Ministers are telling people they have a "clear choice" between putting schools and hospitals first or putting them last by voting for the Conservatives.
But the Tories have accused Labour of misleading voters in saying that it would not be possible to increase spending on public services and cut taxes.
Labour has printed one million leaflets and will telephone thousands of voters, particularly those voting for the first time, over the next few days urging them to go to the polling booths.
Prime Minister Tony Blair told a rally of Labour supporters in Croydon in London on Thursday night that voters had "a clear choice" between the main parties.
"This election is about the British people giving us the marching orders for change," he said.
He continued: "We want to put schools and hospitals first, not a return to cuts."
Earlier at Labour's morning news conference he said: "Vote for schools, vote for hospitals, vote against £20bn Tory cuts in schools and hospitals.
Labour will try to put investment in schools and hospitals at the heart of its campaign agenda in the final days before polling day.
Second term 'crusade'
Mr Blair promised a "crusade" on health and education if Labour is re-elected.
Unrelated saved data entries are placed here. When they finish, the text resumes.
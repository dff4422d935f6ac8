use asyncapi_pub::cli::{run_cli, Cli};
use clap::Parser;

#[tokio::main]
async fn main() -> anyhow::Result<()> {
    asyncapi_pub::logging::init_logging()?;
    run_cli(Cli::parse()).await
}
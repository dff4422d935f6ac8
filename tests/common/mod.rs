#![allow(dead_code)]

pub mod loopback;

pub mod fixtures {
    /// Round-trip document: one AMQP-style server, `events/{id}` requires `{status}`
    pub const EVENTS_DOC: &str = r#"
asyncapi: "2.6.0"
info:
  title: Events
  version: "1.0.0"
servers:
  primary:
    url: rec://primary
    protocol: rec
channels:
  events/{id}:
    parameters:
      id:
        schema:
          type: string
    subscribe:
      operationId: emitEvent
      tags:
        - name: events
      message:
        headers:
          $ref: '#/components/schemas/EventHeaders'
        payload:
          type: object
          required: [status]
          properties:
            status:
              type: string
            at:
              type: string
              format: date-time
  counters/{count}:
    parameters:
      count:
        schema:
          type: integer
          minimum: 1
    subscribe:
      tags:
        - name: metrics
      message:
        payload:
          type: object
  orphans/{id}:
    parameters:
      id:
        schema:
          type: string
      region:
        schema:
          type: string
    subscribe:
      message:
        payload:
          type: object
  inbound/{id}:
    parameters:
      id:
        schema:
          type: string
    publish:
      message:
        payload:
          type: object
components:
  schemas:
    EventHeaders:
      type: object
      required: [traceId]
      properties:
        traceId:
          type: string
          minLength: 3
"#;

    /// One channel bound to three servers in a fixed order, one shared by a second channel
    pub const FANOUT_DOC: &str = r#"
asyncapi: "2.6.0"
info:
  title: Fanout
  version: "1.0.0"
servers:
  alpha:
    url: rec://alpha
    protocol: rec
  beta:
    url: rec://beta
    protocol: rec
  gamma:
    url: rec://gamma
    protocol: rec
channels:
  jobs/{id}:
    servers: [gamma, alpha, beta]
    parameters:
      id:
        schema:
          type: string
    subscribe:
      bindings:
        rec:
          priority: 1
          mode: operation
      message:
        bindings:
          rec:
            mode: message
        payload:
          type: object
  audit:
    servers: [alpha]
    subscribe:
      message:
        payload:
          type: string
"#;
}

pub mod recording {
    use asyncapi_pub::{AdapterFactory, Connection, Envelope, ProtocolAdapter, PublishError, Server};
    use async_trait::async_trait;
    use serde_json::{json, Map, Value};
    use std::sync::atomic::{AtomicUsize, Ordering};
    use std::sync::{Arc, Mutex};

    /// The connection handed out by [`RecordingFactory`]
    #[derive(Debug)]
    pub struct RecordingConnection {
        pub server: String,
        pub url: String,
        pub serial: usize,
    }

    /// One call to `ProtocolAdapter::publish`
    #[derive(Debug, Clone)]
    pub struct Published {
        pub server: String,
        pub connection_serial: usize,
        pub envelope: Envelope,
        pub bindings: Map<String, Value>,
    }

    #[derive(Default)]
    pub struct Recorder {
        pub opened: AtomicUsize,
        pub closed: AtomicUsize,
        pub binds: Mutex<Vec<(String, Value, Value)>>,
        pub published: Mutex<Vec<Published>>,
        pub stops: AtomicUsize,
    }

    impl Recorder {
        pub fn published(&self) -> Vec<Published> {
            self.published.lock().unwrap().clone()
        }

        pub fn opened(&self) -> usize {
            self.opened.load(Ordering::SeqCst)
        }

        pub fn closed(&self) -> usize {
            self.closed.load(Ordering::SeqCst)
        }

        pub fn stops(&self) -> usize {
            self.stops.load(Ordering::SeqCst)
        }
    }

    /// Adapter factory recording every lifecycle call
    pub struct RecordingFactory {
        pub recorder: Arc<Recorder>,
        /// Servers whose publishes fail
        pub failing: Vec<String>,
    }

    impl RecordingFactory {
        pub fn new() -> (Arc<Self>, Arc<Recorder>) {
            let recorder = Arc::new(Recorder::default());
            let factory = Arc::new(Self {
                recorder: Arc::clone(&recorder),
                failing: Vec::new(),
            });
            (factory, recorder)
        }

        pub fn failing_on(servers: &[&str]) -> (Arc<Self>, Arc<Recorder>) {
            let recorder = Arc::new(Recorder::default());
            let factory = Arc::new(Self {
                recorder: Arc::clone(&recorder),
                failing: servers.iter().map(|s| s.to_string()).collect(),
            });
            (factory, recorder)
        }
    }

    #[async_trait]
    impl AdapterFactory for RecordingFactory {
        fn protocol(&self) -> &str {
            "rec"
        }

        async fn get_connection(&self, server: &Server) -> Result<Connection, PublishError> {
            let serial = self.recorder.opened.fetch_add(1, Ordering::SeqCst);
            Ok(Connection::new(RecordingConnection {
                server: server.name.clone(),
                url: server.url.clone(),
                serial,
            }))
        }

        fn create_adapter(
            &self,
            connection: Connection,
        ) -> Result<Box<dyn ProtocolAdapter>, PublishError> {
            let conn = connection
                .downcast::<RecordingConnection>()
                .ok_or_else(|| PublishError::transport("rec", "foreign connection"))?;
            let fail = self.failing.contains(&conn.server);
            Ok(Box::new(RecordingAdapter {
                conn,
                recorder: Arc::clone(&self.recorder),
                fail,
            }))
        }

        async fn close_connection(&self, _connection: Connection) -> Result<(), PublishError> {
            self.recorder.closed.fetch_add(1, Ordering::SeqCst);
            Ok(())
        }
    }

    pub struct RecordingAdapter {
        conn: Arc<RecordingConnection>,
        recorder: Arc<Recorder>,
        fail: bool,
    }

    #[async_trait]
    impl ProtocolAdapter for RecordingAdapter {
        async fn bind(&mut self, channel: &Value, operation: &Value) -> Result<(), PublishError> {
            self.recorder.binds.lock().unwrap().push((
                self.conn.server.clone(),
                channel.clone(),
                operation.clone(),
            ));
            Ok(())
        }

        async fn publish(
            &self,
            envelope: &Envelope,
            bindings: &Map<String, Value>,
        ) -> Result<Value, PublishError> {
            if self.fail {
                return Err(PublishError::transport("rec", format!("{} refused", self.conn.server)));
            }
            self.recorder.published.lock().unwrap().push(Published {
                server: self.conn.server.clone(),
                connection_serial: self.conn.serial,
                envelope: envelope.clone(),
                bindings: bindings.clone(),
            });
            Ok(json!({"server": self.conn.server, "url": self.conn.url}))
        }

        async fn stop(&self) -> Result<(), PublishError> {
            self.recorder.stops.fetch_add(1, Ordering::SeqCst);
            Ok(())
        }
    }
}

pub mod temp_files {
    use std::io::Write;
    use tempfile::NamedTempFile;

    /// Write `content` to a temporary file with the given extension
    pub fn spec_file(content: &str, ext: &str) -> NamedTempFile {
        let mut file = tempfile::Builder::new()
            .prefix("asyncapi_pub_test_")
            .suffix(&format!(".{ext}"))
            .tempfile()
            .unwrap();
        file.write_all(content.as_bytes()).unwrap();
        file.flush().unwrap();
        file
    }
}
"Our cause in a Labour second term and our crusade every day in the last week of this campaign will be to put schools and hospitals first - a cause and a crusade not just for the next seven days, but for the next parliament.
"Long after the last poster has been launched, long after the last press conference is over, and long after the last vote has been cast, what will count is whether the hard working families of Britain have better schools for their children and the best health care when they need it," he said.
"We share their hope and their ambition."
Cabinet minister Margaret Beckett said the party was implementing an "unprecedented and inventive organisational strategy to communicate with voters".
As well as making thousands of calls a day to voters, she said the strategy would include distributing one million leaflets over the coming weekend, and a further three million eve of poll leaflets next week.
Mrs Beckett said: "All of these materials will convey the real choice facing British voters - £20 billion of cuts and boom and bust with the Tories or schools and hospitals first with Labour."
Shadow chancellor Michael Portillo said the Tories were planning to increase spending on public services and to cut tax.
"The difference between us is that the Labour party believes government money is government money whereas we believe it is taxpayers money."
He said Labour was being misleading by suggesting it was a simple choice between tax cuts and investment.
"Of course it is possible to have more money spent on public services and cut taxes."